Anderson is a Minneapolis attorney who has represented numerous alleged victims in Wisconsin. Schauer's lawsuit against the Green Bay diocese is currently being heard in the Taylor County Circuit Court.
The priest who abused Schauer and the others is currently serving 32 years in prison.
Schauer said going to a SNAP conference changed his life.
"If was the first time I felt that I wasn't alone," he said. "I knew there were others. I had heard about the things happening in Boston, but I put it out of my mind."
Peter Isely, Midwest coordinator for SNAP, said any victims or witnesses to alleged actions by Fitzmaurice in Wisconsin may be able to seek redress in the criminal courts due to a quirk in state law.
"Its quite likely that anyone abused in Wisconsin could still seek criminal charges since the statute of limitations stops running when the assailant leaves the state," Isely said.
Fitzmaurice retired from Our Lady of the North in 1999 and returned to St. Procopius Abbey. He currently resides in a northern Illinois nursing home.
Church, Benedictine respond
While SNAP members were moved to come to Phillips because of their belief that allegations against Fitzmaurice in Chicago could possibly mean there may be other victims in Wisconsin, the Catholic Diocese of Superior maintains its belief in Fitzmaurice's innocence.
In a statement provided to THE-BEE by Fr. Gerald Hagen of St. Therese, the diocese asks that "parishioners and the public be aware that no complaints of any kind were received either during Fr. Fitzmaurice's tenure in Phillips or since. Any statement that complaints were received by any Diocesan official against Fr. Fitzmaurice are denied."
Included in Hagen's document were statements from St. Procopius Abbey concerning the charges against Fitzmaurice and themselves.
"The suit...makes charges about events that were alleged to have occurred more than 30 years ago. It's critical for people to know that until these allegations were brought forth, no complaints of any kind have been received either during the time these acts were alleged to have taken place or in the subsequent 30+ years, and Fr. Terrance Fitzmaurice emphatically denies the allegations."
"When the Abbey first heard of these charges, it immediately undertook a full investigation using outside counsel and investigators. The investigation involved interviews of dozens of people from within the Order, those associated with the parish at the time in question and also many other people from the community."

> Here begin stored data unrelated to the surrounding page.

//! Diagnosis composition and result types
//!
//! These are the structures callers (an HTTP layer, a CLI, a notifier)
//! serialize. Field names are part of the external contract:
//!
//! ```json
//! {
//!   "is_anomalous": true,
//!   "reconstruction_error": 0.0061,
//!   "threshold": 0.0020,
//!   "diagnosis": {
//!     "classification": {"type": "high_temperature", "confidence": 0.8, "details": {..}},
//!     "error_analysis": {
//!       "reconstruction_error": 0.0061, "threshold": 0.0020,
//!       "error_ratio": 3.0, "is_significantly_anomalous": true
//!     }
//!   }
//! }
//! ```
//!
//! Older payloads that spell the ratio `error_ratio_to_threshold` still
//! deserialize.

use climaguard_core::constants::{DEFAULT_SIGNIFICANCE_MULTIPLIER, EPSILON};
use climaguard_core::{Classification, HistoryCoverage};
use serde::{Deserialize, Serialize};

/// Magnitude of the reconstruction error relative to the threshold
#[derive(Debug, Clone, Copy, PartialEq, Serialize, Deserialize)]
pub struct ErrorAnalysis {
    pub reconstruction_error: f64,
    pub threshold: f64,
    /// `error / (threshold + ε)`
    #[serde(alias = "error_ratio_to_threshold")]
    pub error_ratio: f64,
    /// `error > multiplier * threshold`
    pub is_significantly_anomalous: bool,
}

/// Classification plus error analysis for one anomalous reading
#[derive(Debug, Clone, PartialEq, Serialize, Deserialize)]
pub struct Diagnosis {
    pub classification: Classification,
    pub error_analysis: ErrorAnalysis,
}

/// Pure aggregation of scorer and classifier output
#[derive(Debug, Clone, Copy, PartialEq)]
pub struct DiagnosisComposer {
    significance_multiplier: f64,
}

impl Default for DiagnosisComposer {
    fn default() -> Self {
        Self::new(DEFAULT_SIGNIFICANCE_MULTIPLIER)
    }
}

impl DiagnosisComposer {
    pub fn new(significance_multiplier: f64) -> Self {
        Self { significance_multiplier }
    }

    pub fn significance_multiplier(&self) -> f64 {
        self.significance_multiplier
    }

    pub fn analyze_error(&self, error: f64, threshold: f64) -> ErrorAnalysis {
        ErrorAnalysis {
            reconstruction_error: error,
            threshold,
            error_ratio: error / (threshold + EPSILON),
            is_significantly_anomalous: error > self.significance_multiplier * threshold,
        }
    }

    pub fn compose(&self, error: f64, threshold: f64, classification: Classification) -> Diagnosis {
        Diagnosis {
            classification,
            error_analysis: self.analyze_error(error, threshold),
        }
    }
}

/// Outcome of scoring one reading
#[derive(Debug, Clone, PartialEq, Serialize, Deserialize)]
pub struct AnomalyResult {
    pub is_anomalous: bool,
    pub reconstruction_error: f64,
    pub threshold: f64,
    /// Present only when `is_anomalous`
    #[serde(default, skip_serializing_if = "Option::is_none")]
    pub diagnosis: Option<Diagnosis>,
    /// How much real history the window contained
    pub history: HistoryCoverage,
}

impl AnomalyResult {
    /// True when the window was padded and the score is biased low
    pub fn is_low_confidence(&self) -> bool {
        self.history.is_padded()
    }
}

/// Per-item envelope for batch scoring
///
/// Failures become entries with `is_anomalous = false` and a message instead
/// of aborting the batch.
#[derive(Debug, Clone, PartialEq, Serialize, Deserialize)]
pub struct DetectionResponse {
    pub is_anomalous: bool,
    #[serde(default, skip_serializing_if = "Option::is_none")]
    pub reconstruction_error: Option<f64>,
    #[serde(default, skip_serializing_if = "Option::is_none")]
    pub threshold: Option<f64>,
    pub message: String,
    #[serde(default, skip_serializing_if = "Option::is_none")]
    pub diagnosis: Option<Diagnosis>,
}

impl DetectionResponse {
    pub fn failed(reason: impl std::fmt::Display) -> Self {
        Self {
            is_anomalous: false,
            reconstruction_error: None,
            threshold: None,
            message: format!("Error processing measurement: {reason}"),
            diagnosis: None,
        }
    }

    pub fn is_error(&self) -> bool {
        self.reconstruction_error.is_none()
    }
}

impl From<AnomalyResult> for DetectionResponse {
    fn from(result: AnomalyResult) -> Self {
        let message = if result.is_anomalous { "Anomalous" } else { "Normal" };
        Self {
            is_anomalous: result.is_anomalous,
            reconstruction_error: Some(result.reconstruction_error),
            threshold: Some(result.threshold),
            message: message.to_string(),
            diagnosis: result.diagnosis,
        }
    }
}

"To date and after hundreds of hours of interviews and the review of all written records, we have not been able to find one independent person or independent piece of evidence that confirms these claims against the Order."

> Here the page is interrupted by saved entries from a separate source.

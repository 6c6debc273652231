//! Shared reading generators for integration tests
//!
//! Produces indoor-climate series with a diurnal cycle, humidity inversely
//! correlated with temperature, and irregular reporting jitter.

#![allow(dead_code)]

use chrono::{Duration, TimeZone, Utc};
use climaguard_core::{Reading, Timestamp};
use rand::rngs::StdRng;
use rand::{Rng, SeedableRng};

/// Fixed epoch used by all generated series
pub fn epoch() -> Timestamp {
    Utc.timestamp_opt(1_700_000_000, 0).unwrap()
}

/// Seeded generator for realistic reading series
pub struct ClimateGenerator {
    rng: StdRng,
    base_temperature: f64,
    base_humidity: f64,
}

impl ClimateGenerator {
    pub fn new(seed: u64) -> Self {
        Self {
            rng: StdRng::seed_from_u64(seed),
            base_temperature: 22.0,
            base_humidity: 50.0,
        }
    }

    /// `count` readings starting at `start`, nominally `interval_secs` apart
    ///
    /// With `jitter_secs > 0` every gap is perturbed by up to that amount and
    /// roughly one reading in ten is duplicated a few seconds later.
    pub fn series(&mut self, start: Timestamp, count: usize, interval_secs: i64, jitter_secs: i64) -> Vec<Reading> {
        let mut out = Vec::with_capacity(count);
        let mut ts = start;

        for i in 0..count {
            let hours = i as f64 * interval_secs as f64 / 3600.0;
            let diurnal = 2.0 * (2.0 * std::f64::consts::PI * hours / 24.0).sin();
            let temperature = self.base_temperature + diurnal + self.rng.gen_range(-0.3..0.3);
            let humidity = (self.base_humidity - 2.0 * diurnal + self.rng.gen_range(-1.0..1.0)).clamp(0.0, 100.0);

            out.push(Reading::new(temperature, humidity, ts));

            if jitter_secs > 0 && self.rng.gen_bool(0.1) {
                let dup = ts + Duration::seconds(self.rng.gen_range(1..=jitter_secs));
                out.push(Reading::new(temperature, humidity, dup));
            }

            let jitter = if jitter_secs > 0 {
                self.rng.gen_range(-jitter_secs..=jitter_secs)
            } else {
                0
            };
            ts = ts + Duration::seconds(interval_secs + jitter);
        }

        out
    }
}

The Order's attorney, Matthew Walsh, II reiterated the previous statement in a telephone interview Feb. 9 and added his own assessment of the federal lawsuit and the plaintiff's attorney, Phillip Aaron, in a letter to THE-BEE.
"My client chose to avoid significant legal costs by agreeing to a financial settlement with three of Phillip Aaron's clients, but with the strictest of understanding that my client is innocent of the charges," he wrote.
"After the settlements, Mr. Aaron continued to aggressively market for clients and again approached the Abbey with new demands for financial payment. Only after extending its investigation and finding nothing further, the Abbey notified Mr. Aaron that independent investigators could not substantiate any of his allegations and so my client could not continue to discuss a financial settlement."
Walsh adds that when those discussions ended, Aaron retaliated by calling a press conference and filing the federal lawsuit charging racketeering, fiduciary fraud and many other offenses.
Attorneys for both sides are scheduled to appear at a status hearing in Chicago on March 22.